- _INPUT_
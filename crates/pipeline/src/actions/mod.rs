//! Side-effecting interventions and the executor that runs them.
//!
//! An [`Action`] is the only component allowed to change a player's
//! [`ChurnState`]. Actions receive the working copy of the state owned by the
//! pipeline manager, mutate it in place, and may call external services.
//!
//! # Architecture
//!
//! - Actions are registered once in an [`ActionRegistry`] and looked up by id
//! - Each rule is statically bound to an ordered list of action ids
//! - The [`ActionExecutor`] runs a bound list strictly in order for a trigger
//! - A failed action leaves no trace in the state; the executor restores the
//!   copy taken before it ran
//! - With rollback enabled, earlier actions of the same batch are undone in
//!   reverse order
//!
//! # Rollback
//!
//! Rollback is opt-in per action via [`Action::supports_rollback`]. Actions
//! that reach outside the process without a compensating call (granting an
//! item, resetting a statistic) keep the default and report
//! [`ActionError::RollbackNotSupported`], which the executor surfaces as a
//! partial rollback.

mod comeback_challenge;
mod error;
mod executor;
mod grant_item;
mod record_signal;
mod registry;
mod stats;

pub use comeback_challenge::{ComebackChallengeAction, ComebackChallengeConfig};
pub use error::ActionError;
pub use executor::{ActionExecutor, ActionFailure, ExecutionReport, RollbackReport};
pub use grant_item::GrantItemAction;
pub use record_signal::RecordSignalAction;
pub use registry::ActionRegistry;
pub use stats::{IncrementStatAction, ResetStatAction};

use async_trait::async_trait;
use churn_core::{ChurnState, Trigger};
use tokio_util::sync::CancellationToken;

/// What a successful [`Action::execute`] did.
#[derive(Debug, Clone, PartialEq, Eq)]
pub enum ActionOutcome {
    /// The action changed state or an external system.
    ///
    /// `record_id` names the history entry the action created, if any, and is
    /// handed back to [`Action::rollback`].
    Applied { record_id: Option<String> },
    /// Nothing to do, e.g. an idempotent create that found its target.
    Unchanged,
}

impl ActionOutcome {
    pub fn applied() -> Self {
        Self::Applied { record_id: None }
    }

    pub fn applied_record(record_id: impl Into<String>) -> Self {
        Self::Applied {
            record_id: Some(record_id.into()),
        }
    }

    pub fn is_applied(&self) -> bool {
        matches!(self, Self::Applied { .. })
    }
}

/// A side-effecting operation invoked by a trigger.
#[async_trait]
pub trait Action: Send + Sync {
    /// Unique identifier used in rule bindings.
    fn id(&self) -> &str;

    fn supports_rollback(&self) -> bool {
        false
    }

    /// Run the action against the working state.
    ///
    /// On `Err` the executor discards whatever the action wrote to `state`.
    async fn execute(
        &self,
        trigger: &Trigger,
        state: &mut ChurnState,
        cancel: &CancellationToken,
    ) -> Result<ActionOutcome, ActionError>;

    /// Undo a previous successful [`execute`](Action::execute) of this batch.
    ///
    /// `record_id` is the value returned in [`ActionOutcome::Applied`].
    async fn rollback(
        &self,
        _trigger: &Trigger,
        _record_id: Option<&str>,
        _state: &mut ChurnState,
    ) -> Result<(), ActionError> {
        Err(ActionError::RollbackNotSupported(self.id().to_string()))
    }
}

- _EXERCISE REQUIREMENTS_
Provide the number of lines above in which the word "external" appears, with no further words.

- _WRITTEN SOLUTION_
2